Main Findings • Both multi-minority and multi-majority negatively affect the overall and minority-class performance. Particularly, the multi-majority case tends to be more harmful, in terms of F-measure and recall. • Neither oversampling nor under-sampling is satisfactory: • random oversampling suffers from over-fitting as no new information is introduced into the minority class to facilitate the classification; • the effect of random under-sampling is weakened when there are more minority classes. • S. Wang and X. Yao, ``Multi-Class Imbalance Problems: Analysis and Potential Solutions,'' IEEE Transactions on Systems, Man and Cybernetics, Part B, 42(4):1119-1130, August 2012.
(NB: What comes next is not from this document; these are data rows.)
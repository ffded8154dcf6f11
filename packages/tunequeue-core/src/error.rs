//! Centralized error types for the Tunequeue core library.
//!
//! This module provides:
//! - [`ErrorKind`], the failure taxonomy services use to pick a reaction
//! - [`ErrorCode`], machine-readable codes for every module error
//! - [`TunequeueError`], the error returned by the control-panel API

use axum::http::StatusCode;
use axum::response::{IntoResponse, Response};
use axum::Json;
use serde::Serialize;
use thiserror::Error;

use crate::chat::event_stream::EventStreamError;
use crate::chat::helix::HelixError;
use crate::player::client::PlayerError;
use crate::search::SearchError;
use crate::services::history::HistoryError;
use crate::services::queue_synchronizer::{OrderingDefect, QueueError};

/// How a failure is handled.
///
/// Nothing in the core terminates the process. Only configuration errors at
/// startup are fatal, and those never reach this type.
#[derive(Debug, Clone, Copy, PartialEq, Eq, Serialize)]
#[serde(rename_all = "snake_case")]
pub enum ErrorKind {
    /// Network or timeout failure; retried by the owning loop.
    Transient,
    /// A player call for one request failed; the requester gets a reply and
    /// only that submission is abandoned.
    RequestFatal,
    /// The song is queued but its position could not be confirmed or fixed.
    OrderingDefect,
    /// The requested song is already upcoming.
    Duplicate,
    /// The local queue mirror stopped matching the player and was cleared.
    Desynchronization,
    /// Input that should never occur, such as malformed telemetry. Logged and dropped.
    Malformed,
}

/// Trait for error types that provide machine-readable error codes.
pub trait ErrorCode {
    /// Returns a machine-readable error code for API responses and logs.
    fn code(&self) -> &'static str;
}

impl ErrorCode for PlayerError {
    fn code(&self) -> &'static str {
        match self {
            Self::Http(_) => "player_unreachable",
            Self::HttpStatus { .. } => "player_error_status",
            Self::Decode { .. } => "player_decode_failed",
        }
    }
}

impl ErrorCode for HelixError {
    fn code(&self) -> &'static str {
        match self {
            Self::Http(_) => "chat_api_unreachable",
            Self::Unauthorized => "chat_token_rejected",
            Self::Status { .. } => "chat_api_error_status",
            Self::Decode { .. } => "chat_api_decode_failed",
            Self::MessageDropped(_) => "chat_message_dropped",
        }
    }
}

impl ErrorCode for EventStreamError {
    fn code(&self) -> &'static str {
        match self {
            Self::WebSocket(_) => "event_stream_websocket_error",
            Self::Closed => "event_stream_closed",
            Self::KeepaliveTimeout(_) => "event_stream_keepalive_timeout",
            Self::MissingToken(_) => "chat_token_missing",
            Self::MissingBroadcaster => "broadcaster_not_validated",
            Self::Helix(e) => e.code(),
        }
    }
}

impl ErrorCode for SearchError {
    fn code(&self) -> &'static str {
        match self {
            Self::NotFound(_) => "song_not_found",
            Self::DurationOutOfBounds { .. } => "song_duration_out_of_bounds",
            Self::Backend(e) => e.code(),
        }
    }
}

impl ErrorCode for QueueError {
    fn code(&self) -> &'static str {
        match self {
            Self::AlreadyQueued => "song_already_queued",
            Self::QueueUnavailable(_) => "queue_unavailable",
            Self::InsertFailed(_) => "insert_failed",
            Self::Cancelled => "submission_cancelled",
        }
    }
}

impl ErrorCode for OrderingDefect {
    fn code(&self) -> &'static str {
        match self {
            Self::Unconfirmed => "insert_unconfirmed",
            Self::MoveFailed(_) => "move_failed",
        }
    }
}

impl ErrorCode for HistoryError {
    fn code(&self) -> &'static str {
        match self {
            Self::Io(_) => "history_io_failed",
            Self::Encode(_) => "history_encode_failed",
        }
    }
}

/// Application-wide error type for the Tunequeue control panel.
#[derive(Debug, Error, Serialize)]
#[serde(tag = "type", content = "details")]
pub enum TunequeueError {
    /// The external player could not be reached or answered badly.
    #[error("Player error: {0}")]
    Player(String),

    /// The chat platform API failed.
    #[error("Chat platform error: {0}")]
    ChatPlatform(String),

    /// Requested resource does not exist (e.g. nothing is playing).
    #[error("Not found: {0}")]
    NotFound(String),

    /// Client sent an invalid or malformed request.
    #[error("Invalid request: {0}")]
    InvalidRequest(String),

    /// Internal server error.
    #[error("Internal error: {0}")]
    Internal(String),

    /// Server configuration error (missing required settings).
    #[error("Configuration error: {0}")]
    Configuration(String),
}

impl TunequeueError {
    /// Returns a machine-readable error code for API responses.
    pub fn code(&self) -> &'static str {
        match self {
            Self::Player(_) => "player_error",
            Self::ChatPlatform(_) => "chat_platform_error",
            Self::NotFound(_) => "not_found",
            Self::InvalidRequest(_) => "invalid_request",
            Self::Internal(_) => "internal_error",
            Self::Configuration(_) => "configuration_error",
        }
    }

    /// Maps the error to an appropriate HTTP status code.
    pub fn status_code(&self) -> StatusCode {
        match self {
            Self::NotFound(_) => StatusCode::NOT_FOUND,
            Self::InvalidRequest(_) => StatusCode::BAD_REQUEST,
            Self::Player(_) | Self::ChatPlatform(_) => StatusCode::BAD_GATEWAY,
            Self::Configuration(_) => StatusCode::SERVICE_UNAVAILABLE,
            Self::Internal(_) => StatusCode::INTERNAL_SERVER_ERROR,
        }
    }
}

/// Convenient Result alias for application-wide operations.
pub type TunequeueResult<T> = Result<T, TunequeueError>;

/// JSON response body for error responses.
#[derive(Serialize)]
struct ErrorResponse {
    error: &'static str,
    message: String,
    status: u16,
}

impl IntoResponse for TunequeueError {
    fn into_response(self) -> Response {
        let status = self.status_code();
        let body = ErrorResponse {
            error: self.code(),
            message: self.to_string(),
            status: status.as_u16(),
        };
        (status, Json(body)).into_response()
    }
}

impl From<PlayerError> for TunequeueError {
    fn from(err: PlayerError) -> Self {
        Self::Player(err.to_string())
    }
}

impl From<HelixError> for TunequeueError {
    fn from(err: HelixError) -> Self {
        Self::ChatPlatform(err.to_string())
    }
}

impl From<HistoryError> for TunequeueError {
    fn from(err: HistoryError) -> Self {
        Self::Internal(err.to_string())
    }
}
//! REST client for the chat platform: token validation, event subscriptions,
//! chat replies and stream liveness.

use reqwest::{Client, RequestBuilder, Response, StatusCode};
use serde::{Deserialize, Serialize};
use serde_json::{json, Value};
use thiserror::Error;

use crate::protocol_constants::{HELIX_BASE_URL, OAUTH_VALIDATE_URL};

/// Errors from the chat platform API.
#[derive(Debug, Error)]
pub enum HelixError {
    #[error("HTTP request failed: {0}")]
    Http(#[from] reqwest::Error),

    /// The token is missing, expired or revoked.
    #[error("Access token rejected")]
    Unauthorized,

    #[error("{endpoint} returned HTTP {status}: {body}")]
    Status {
        endpoint: &'static str,
        status: u16,
        body: String,
    },

    #[error("Failed to decode {endpoint} response: {reason}")]
    Decode {
        endpoint: &'static str,
        reason: String,
    },

    /// The platform accepted the request but did not post the message.
    #[error("Chat message dropped: {0}")]
    MessageDropped(String),
}

pub type HelixResult<T> = Result<T, HelixError>;

/// Result of validating an access token.
#[derive(Debug, Clone, PartialEq, Eq, Deserialize)]
pub struct TokenInfo {
    #[serde(default)]
    pub login: String,
    #[serde(default)]
    pub user_id: String,
    /// Seconds until the token expires. Zero for non-expiring tokens.
    #[serde(default)]
    pub expires_in: i64,
}

/// One event subscription to create for a websocket session.
#[derive(Debug, Clone, PartialEq, Eq)]
pub struct SubscriptionRequest {
    pub kind: &'static str,
    pub broadcaster_user_id: String,
    /// Reading identity, required by chat message subscriptions.
    pub user_id: Option<String>,
}

impl SubscriptionRequest {
    fn body(&self, session_id: &str) -> Value {
        let mut condition = json!({ "broadcaster_user_id": self.broadcaster_user_id });
        if let Some(user_id) = &self.user_id {
            condition["user_id"] = json!(user_id);
        }
        json!({
            "type": self.kind,
            "version": "1",
            "condition": condition,
            "transport": { "method": "websocket", "session_id": session_id },
        })
    }
}

/// A reply to post in chat.
#[derive(Debug, Clone, Serialize)]
pub struct OutgoingMessage<'a> {
    pub broadcaster_id: &'a str,
    pub sender_id: &'a str,
    pub message: &'a str,
    #[serde(skip_serializing_if = "Option::is_none")]
    pub reply_parent_message_id: Option<&'a str>,
}

#[derive(Debug, Deserialize)]
struct DataList<T> {
    #[serde(default = "Vec::new")]
    data: Vec<T>,
}

#[derive(Debug, Deserialize)]
struct SentMessage {
    #[serde(default)]
    is_sent: bool,
    #[serde(default)]
    drop_reason: Option<DropReason>,
}

#[derive(Debug, Deserialize)]
struct DropReason {
    #[serde(default)]
    message: String,
}

/// Chat platform REST client.
#[derive(Clone)]
pub struct HelixClient {
    http: Client,
    client_id: String,
    base_url: String,
    validate_url: String,
}

impl HelixClient {
    pub fn new(http: Client, client_id: impl Into<String>) -> Self {
        Self::with_urls(http, client_id, HELIX_BASE_URL, OAUTH_VALIDATE_URL)
    }

    pub fn with_urls(
        http: Client,
        client_id: impl Into<String>,
        base_url: impl Into<String>,
        validate_url: impl Into<String>,
    ) -> Self {
        Self {
            http,
            client_id: client_id.into(),
            base_url: base_url.into(),
            validate_url: validate_url.into(),
        }
    }

    fn authorized(&self, builder: RequestBuilder, token: &str) -> RequestBuilder {
        builder
            .bearer_auth(token)
            .header("Client-Id", self.client_id.as_str())
    }

    /// Checks a token and returns the account it belongs to.
    pub async fn validate(&self, token: &str) -> HelixResult<TokenInfo> {
        let response = self
            .http
            .get(&self.validate_url)
            .header("Authorization", format!("OAuth {}", token))
            .send()
            .await?;
        let response = check("oauth2/validate", response).await?;
        decode("oauth2/validate", response).await
    }

    /// Subscribes `session_id` to one event type.
    pub async fn create_subscription(
        &self,
        token: &str,
        session_id: &str,
        request: &SubscriptionRequest,
    ) -> HelixResult<()> {
        let builder = self
            .http
            .post(format!("{}/eventsub/subscriptions", self.base_url))
            .json(&request.body(session_id));
        let response = self.authorized(builder, token).send().await?;
        check("eventsub/subscriptions", response).await?;
        Ok(())
    }

    /// Posts a chat message.
    pub async fn send_chat_message(
        &self,
        token: &str,
        message: &OutgoingMessage<'_>,
    ) -> HelixResult<()> {
        let builder = self
            .http
            .post(format!("{}/chat/messages", self.base_url))
            .json(message);
        let response = self.authorized(builder, token).send().await?;
        let response = check("chat/messages", response).await?;
        let sent: DataList<SentMessage> = decode("chat/messages", response).await?;
        ensure_sent(sent)
    }

    /// `true` if `user_id` is currently streaming.
    pub async fn stream_is_live(&self, token: &str, user_id: &str) -> HelixResult<bool> {
        let builder = self
            .http
            .get(format!("{}/streams", self.base_url))
            .query(&[("user_id", user_id), ("type", "live")]);
        let response = self.authorized(builder, token).send().await?;
        let response = check("streams", response).await?;
        let streams: DataList<Value> = decode("streams", response).await?;
        Ok(!streams.data.is_empty())
    }
}

async fn check(endpoint: &'static str, response: Response) -> HelixResult<Response> {
    let status = response.status();
    if status.is_success() {
        return Ok(response);
    }
    if status == StatusCode::UNAUTHORIZED {
        return Err(HelixError::Unauthorized);
    }
    let body = response.text().await.unwrap_or_default();
    Err(HelixError::Status {
        endpoint,
        status: status.as_u16(),
        body,
    })
}

async fn decode<T: for<'de> Deserialize<'de>>(
    endpoint: &'static str,
    response: Response,
) -> HelixResult<T> {
    let body = response.bytes().await?;
    serde_json::from_slice(&body).map_err(|e| HelixError::Decode {
        endpoint,
        reason: e.to_string(),
    })
}

fn ensure_sent(sent: DataList<SentMessage>) -> HelixResult<()> {
    match sent.data.into_iter().next() {
        Some(SentMessage { is_sent: true, .. }) => Ok(()),
        Some(SentMessage { drop_reason, .. }) => Err(HelixError::MessageDropped(
            drop_reason.map(|r| r.message).unwrap_or_default(),
        )),
        None => Err(HelixError::MessageDropped("empty response".into())),
    }
}

#[cfg(test)]
mod tests {
    use std::collections::HashMap;

    use axum::extract::Query;
    use axum::routing::get;
    use axum::{Json, Router};

    use super::*;
    use crate::chat::test_fixtures;

    #[test]
    fn chat_subscription_body_carries_reader() {
        let request = SubscriptionRequest {
            kind: "channel.chat.message",
            broadcaster_user_id: "100".into(),
            user_id: Some("300".into()),
        };
        let body = request.body("sess-1");
        assert_eq!(body["type"], "channel.chat.message");
        assert_eq!(body["version"], "1");
        assert_eq!(body["condition"]["broadcaster_user_id"], "100");
        assert_eq!(body["condition"]["user_id"], "300");
        assert_eq!(body["transport"]["method"], "websocket");
        assert_eq!(body["transport"]["session_id"], "sess-1");
    }

    #[test]
    fn stream_subscription_body_has_no_reader() {
        let request = SubscriptionRequest {
            kind: "stream.online",
            broadcaster_user_id: "100".into(),
            user_id: None,
        };
        assert!(request.body("s").get("condition").unwrap().get("user_id").is_none());
    }

    #[test]
    fn outgoing_message_shape() {
        let message = OutgoingMessage {
            broadcaster_id: "100",
            sender_id: "300",
            message: "Added song",
            reply_parent_message_id: Some("abc"),
        };
        let json = serde_json::to_value(&message).unwrap();
        assert_eq!(json["reply_parent_message_id"], "abc");

        let message = OutgoingMessage {
            reply_parent_message_id: None,
            ..message
        };
        let json = serde_json::to_value(&message).unwrap();
        assert!(json.get("reply_parent_message_id").is_none());
    }

    #[test]
    fn dropped_messages_are_errors() {
        let sent: DataList<SentMessage> =
            serde_json::from_str(r#"{"data":[{"message_id":"1","is_sent":true}]}"#).unwrap();
        assert!(ensure_sent(sent).is_ok());

        let dropped: DataList<SentMessage> = serde_json::from_str(
            r#"{"data":[{"message_id":"","is_sent":false,"drop_reason":{"code":"msg_duplicate","message":"duplicate"}}]}"#,
        )
        .unwrap();
        match ensure_sent(dropped) {
            Err(HelixError::MessageDropped(reason)) => assert_eq!(reason, "duplicate"),
            other => panic!("unexpected {:?}", other),
        }
    }

    #[test]
    fn token_info_decodes() {
        let info: TokenInfo = serde_json::from_str(
            r#"{"client_id":"c","login":"streamer","scopes":[],"user_id":"100","expires_in":5000}"#,
        )
        .unwrap();
        assert_eq!(info.login, "streamer");
        assert_eq!(info.user_id, "100");
        assert_eq!(info.expires_in, 5000);
    }

    #[tokio::test]
    async fn stream_liveness_is_queried_by_user() {
        let app = Router::new().route(
            "/streams",
            get(|Query(params): Query<HashMap<String, String>>| async move {
                let live = params.get("user_id").map(String::as_str) == Some("100")
                    && params.get("type").map(String::as_str) == Some("live");
                let data = if live { json!([{ "id": "s1" }]) } else { json!([]) };
                Json(json!({ "data": data }))
            }),
        );
        let base = test_fixtures::serve(app).await;
        let helix = HelixClient::with_urls(Client::new(), "client-id", base.clone(), base);

        assert!(helix.stream_is_live("token", "100").await.unwrap());
        assert!(!helix.stream_is_live("token", "200").await.unwrap());
    }
}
AdaBoost.NC for Multi-Class Imbalance Problems • AdaBoost.NC can better recognize minority class examples and better balances the performance across multiple classes with high G-mean. • Using class decomposition is unnecessary to tackle multi-class imbalance problems. • The proposed combination method for OAA (with weights based on imbalance rates) improves the performance of the original OAA. • S. Wang and X. Yao, ``Multi-Class Imbalance Problems: Analysis and Potential Solutions,'' IEEE Transactions on Systems, Man and Cybernetics, Part B, 42(4):1119-1130, August 2012.
Concluding Remarks • Ensembles are competitive learning methods to solve different problems. • Diversity is the key issue in ensemble learning. • We have offered the first studies into ensemble diversity for online learning and class imbalance learning, especially for multi-class imbalance. • Insight into diversity’s roles enables us to design better ensemble algorithms • We need more theoretical analysis of the algorithms.